Run through the records and, wherever a line holds the word "PartialEq", return that line.
═══
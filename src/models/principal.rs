//! Principal model for the hospitals that own accounts on the platform.

use std::fmt;

use serde::{Deserialize, Serialize};

/// Classification of a hospital on the platform.
#[derive(Debug, Clone, Copy, Serialize, Deserialize, PartialEq, Eq)]
#[serde(rename_all = "lowercase")]
pub enum PrincipalKind {
    Public,
    Private,
}

impl PrincipalKind {
    pub fn as_str(&self) -> &'static str {
        match self {
            PrincipalKind::Public => "public",
            PrincipalKind::Private => "private",
        }
    }

    pub fn from_str(s: &str) -> Option<Self> {
        match s {
            "public" => Some(PrincipalKind::Public),
            "private" => Some(PrincipalKind::Private),
            _ => None,
        }
    }
}

impl Default for PrincipalKind {
    fn default() -> Self {
        PrincipalKind::Private
    }
}

/// An authenticated hospital account.
#[derive(Debug, Clone, Serialize, Deserialize)]
#[serde(rename_all = "camelCase")]
pub struct Principal {
    pub id: String,
    pub display_name: String,
    pub email: String,
    #[serde(default)]
    pub dataset_count: i64,
    #[serde(default)]
    pub download_count: i64,
    #[serde(skip_serializing_if = "Option::is_none")]
    pub joined_date: Option<String>,
    #[serde(skip_serializing_if = "Option::is_none")]
    pub location: Option<String>,
    #[serde(default)]
    pub kind: PrincipalKind,
}

/// Login credentials. The username field also accepts the account email.
#[derive(Clone, Serialize)]
pub struct Credentials {
    pub username: String,
    pub password: String,
}

impl fmt::Debug for Credentials {
    fn fmt(&self, f: &mut fmt::Formatter<'_>) -> fmt::Result {
        f.debug_struct("Credentials")
            .field("username", &self.username)
            .field("password", &"<redacted>")
            .finish()
    }
}

/// Request body for creating a new hospital account.
#[derive(Clone, Serialize)]
pub struct RegisterRequest {
    pub username: String,
    pub email: String,
    pub password: String,
    pub display_name: String,
}

impl fmt::Debug for RegisterRequest {
    fn fmt(&self, f: &mut fmt::Formatter<'_>) -> fmt::Result {
        f.debug_struct("RegisterRequest")
            .field("username", &self.username)
            .field("email", &self.email)
            .field("password", &"<redacted>")
            .field("display_name", &self.display_name)
            .finish()
    }
}
//! Wire-format records for the DataRepo REST dialect.
//!
//! The backend speaks snake_case JSON with its own field names (`title`,
//! `is_public`, numeric ids). Everything in this module is an adapter from
//! that dialect into the canonical models; swap this module out to target a
//! different backend variant without touching the rest of the crate.

use serde::{Deserialize, Serialize};

use crate::errors::ApiError;
use crate::models::{
    Dataset, Principal, PrincipalKind, UpdateDatasetRequest, Visibility,
};

/// Hospital account as the backend serializes it.
#[derive(Debug, Clone, Serialize, Deserialize)]
pub(crate) struct WirePrincipal {
    pub id: i64,
    pub username: String,
    #[serde(default)]
    pub email: String,
    #[serde(default)]
    pub first_name: String,
    #[serde(default)]
    pub last_name: String,
    #[serde(default)]
    pub dataset_count: i64,
    #[serde(default)]
    pub download_count: i64,
    #[serde(default, skip_serializing_if = "Option::is_none")]
    pub date_joined: Option<String>,
    #[serde(default, skip_serializing_if = "Option::is_none")]
    pub location: Option<String>,
    #[serde(default, skip_serializing_if = "Option::is_none")]
    pub organization_type: Option<String>,
}

impl From<WirePrincipal> for Principal {
    fn from(wire: WirePrincipal) -> Self {
        let full_name = format!("{} {}", wire.first_name.trim(), wire.last_name.trim());
        let full_name = full_name.trim();
        let display_name = if full_name.is_empty() {
            wire.username.clone()
        } else {
            full_name.to_string()
        };
        let kind = wire
            .organization_type
            .as_deref()
            .and_then(PrincipalKind::from_str)
            .unwrap_or_default();
        Principal {
            id: wire.id.to_string(),
            display_name,
            email: wire.email,
            dataset_count: wire.dataset_count,
            download_count: wire.download_count,
            joined_date: wire.date_joined,
            location: wire.location,
            kind,
        }
    }
}

/// Dataset as the backend serializes it.
#[derive(Debug, Clone, Serialize, Deserialize)]
pub(crate) struct WireDataset {
    pub id: i64,
    pub title: String,
    #[serde(default)]
    pub description: String,
    #[serde(default)]
    pub tags: Vec<String>,
    #[serde(default, skip_serializing_if = "Option::is_none")]
    pub file_type: Option<String>,
    #[serde(default)]
    pub size: u64,
    #[serde(default)]
    pub is_public: bool,
    pub owner_id: i64,
    #[serde(default)]
    pub owner_name: String,
    pub created_at: String,
    pub updated_at: String,
    #[serde(default)]
    pub download_count: i64,
    #[serde(default, skip_serializing_if = "Option::is_none")]
    pub num_columns: Option<i64>,
    #[serde(default, skip_serializing_if = "Option::is_none")]
    pub num_rows: Option<i64>,
    #[serde(default, skip_serializing_if = "Option::is_none")]
    pub preview_data: Option<Vec<serde_json::Value>>,
}

impl From<WireDataset> for Dataset {
    fn from(wire: WireDataset) -> Self {
        let visibility = if wire.is_public {
            Visibility::Public
        } else {
            Visibility::Private
        };
        Dataset {
            id: wire.id.to_string(),
            name: wire.title,
            description: wire.description,
            tags: wire.tags,
            file_type: wire.file_type.unwrap_or_default().to_uppercase(),
            size: wire.size,
            visibility,
            owner_id: wire.owner_id.to_string(),
            owner_name: wire.owner_name,
            created_at: wire.created_at,
            last_updated: wire.updated_at,
            downloads: wire.download_count,
            columns: wire.num_columns,
            rows: wire.num_rows,
            preview: wire.preview_data,
        }
    }
}

/// Partial dataset update in wire field names. `None` fields are omitted
/// from the payload entirely so the backend leaves them untouched.
#[derive(Debug, Clone, Default, Serialize)]
pub(crate) struct WireDatasetPatch {
    #[serde(skip_serializing_if = "Option::is_none")]
    pub title: Option<String>,
    #[serde(skip_serializing_if = "Option::is_none")]
    pub description: Option<String>,
    #[serde(skip_serializing_if = "Option::is_none")]
    pub tags: Option<Vec<String>>,
    #[serde(skip_serializing_if = "Option::is_none")]
    pub is_public: Option<bool>,
}

impl From<&UpdateDatasetRequest> for WireDatasetPatch {
    fn from(request: &UpdateDatasetRequest) -> Self {
        WireDatasetPatch {
            title: request.name.clone(),
            description: request.description.clone(),
            tags: request.tags.clone(),
            is_public: request.visibility.map(|v| v == Visibility::Public),
        }
    }
}

/// Translate a wire-level field name from a backend validation error into
/// the canonical field name callers know.
pub(crate) fn canonical_field_name(wire: &str) -> &str {
    match wire {
        "title" => "name",
        "is_public" => "visibility",
        "updated_at" => "lastUpdated",
        "preview_data" => "preview",
        other => other,
    }
}

/// Rewrite the field of a backend validation error into canonical naming.
/// Every other error kind passes through unchanged.
pub(crate) fn normalize_validation(error: ApiError) -> ApiError {
    match error {
        ApiError::Validation {
            field: Some(field),
            message,
        } => ApiError::Validation {
            field: Some(canonical_field_name(&field).to_string()),
            message,
        },
        other => other,
    }
}

#[cfg(test)]
mod tests {
    use super::*;

    fn sample_wire_dataset() -> WireDataset {
        WireDataset {
            id: 42,
            title: "Patient Vitals 2024".to_string(),
            description: "Anonymized vitals".to_string(),
            tags: vec!["vitals".to_string(), "icu".to_string()],
            file_type: Some("csv".to_string()),
            size: 2048,
            is_public: true,
            owner_id: 7,
            owner_name: "City General Hospital".to_string(),
            created_at: "2024-03-01T10:00:00+00:00".to_string(),
            updated_at: "2024-03-05T16:30:00+00:00".to_string(),
            download_count: 12,
            num_columns: Some(9),
            num_rows: Some(15000),
            preview_data: None,
        }
    }

    #[test]
    fn test_dataset_conversion() {
        let dataset = Dataset::from(sample_wire_dataset());
        assert_eq!(dataset.id, "42");
        assert_eq!(dataset.name, "Patient Vitals 2024");
        assert_eq!(dataset.file_type, "CSV");
        assert_eq!(dataset.visibility, Visibility::Public);
        assert_eq!(dataset.owner_id, "7");
        assert_eq!(dataset.downloads, 12);
        assert_eq!(dataset.columns, Some(9));
    }

    #[test]
    fn test_private_dataset_visibility() {
        let mut wire = sample_wire_dataset();
        wire.is_public = false;
        assert_eq!(Dataset::from(wire).visibility, Visibility::Private);
    }

    #[test]
    fn test_principal_display_name_falls_back_to_username() {
        let wire = WirePrincipal {
            id: 3,
            username: "citygen".to_string(),
            email: "info@citygen.example".to_string(),
            first_name: String::new(),
            last_name: String::new(),
            dataset_count: 0,
            download_count: 0,
            date_joined: None,
            location: None,
            organization_type: Some("public".to_string()),
        };
        let principal = Principal::from(wire);
        assert_eq!(principal.display_name, "citygen");
        assert_eq!(principal.kind, PrincipalKind::Public);
    }

    #[test]
    fn test_principal_full_name_preferred() {
        let wire = WirePrincipal {
            id: 3,
            username: "citygen".to_string(),
            email: String::new(),
            first_name: "City General".to_string(),
            last_name: "Hospital".to_string(),
            dataset_count: 0,
            download_count: 0,
            date_joined: None,
            location: None,
            organization_type: None,
        };
        let principal = Principal::from(wire);
        assert_eq!(principal.display_name, "City General Hospital");
        // Unknown classification reads as private.
        assert_eq!(principal.kind, PrincipalKind::Private);
    }

    #[test]
    fn test_patch_serialization_omits_unset_fields() {
        let request = UpdateDatasetRequest {
            name: Some("Renamed".to_string()),
            visibility: Some(Visibility::Private),
            ..Default::default()
        };
        let value = serde_json::to_value(WireDatasetPatch::from(&request)).unwrap();
        let object = value.as_object().unwrap();
        assert_eq!(object.len(), 2);
        assert_eq!(object["title"], "Renamed");
        assert_eq!(object["is_public"], false);
    }

    #[test]
    fn test_validation_field_names_are_translated() {
        let error = ApiError::Validation {
            field: Some("title".to_string()),
            message: "This field is required.".to_string(),
        };
        match normalize_validation(error) {
            ApiError::Validation { field, .. } => assert_eq!(field.as_deref(), Some("name")),
            other => panic!("unexpected error: {other}"),
        }
    }
}
//! Error types for visibility computations.

use thiserror::Error;

/// Errors that can occur when computing visibility.
#[derive(Debug, Clone, PartialEq, Eq, Error)]
pub enum VisibilityError {
    /// The sight radius is zero, negative or not finite.
    #[error("sight radius must be positive and finite")]
    InvalidRadius,

    /// An input coordinate is NaN or infinite.
    #[error("input contains a non-finite coordinate")]
    NonFiniteInput,

    /// A fan triangulation was requested for too few vertices.
    #[error("triangulation needs at least 3 vertices, got {found}")]
    TooFewVertices {
        /// Number of vertices supplied.
        found: usize,
    },

    /// A configuration value is out of range.
    #[error("invalid configuration: {0}")]
    InvalidConfig(&'static str),

    /// The sweep produced fewer than 3 distinct vertices.
    #[error("visibility polygon collapsed to {vertices} vertices")]
    Degenerate {
        /// Number of vertices left after coalescing.
        vertices: usize,
    },
}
═══
§ Reply to the exercise:
#[derive(Debug, Clone, Copy, Serialize, Deserialize, PartialEq, Eq)]
#[derive(Debug, Clone, PartialEq, Eq, Error)]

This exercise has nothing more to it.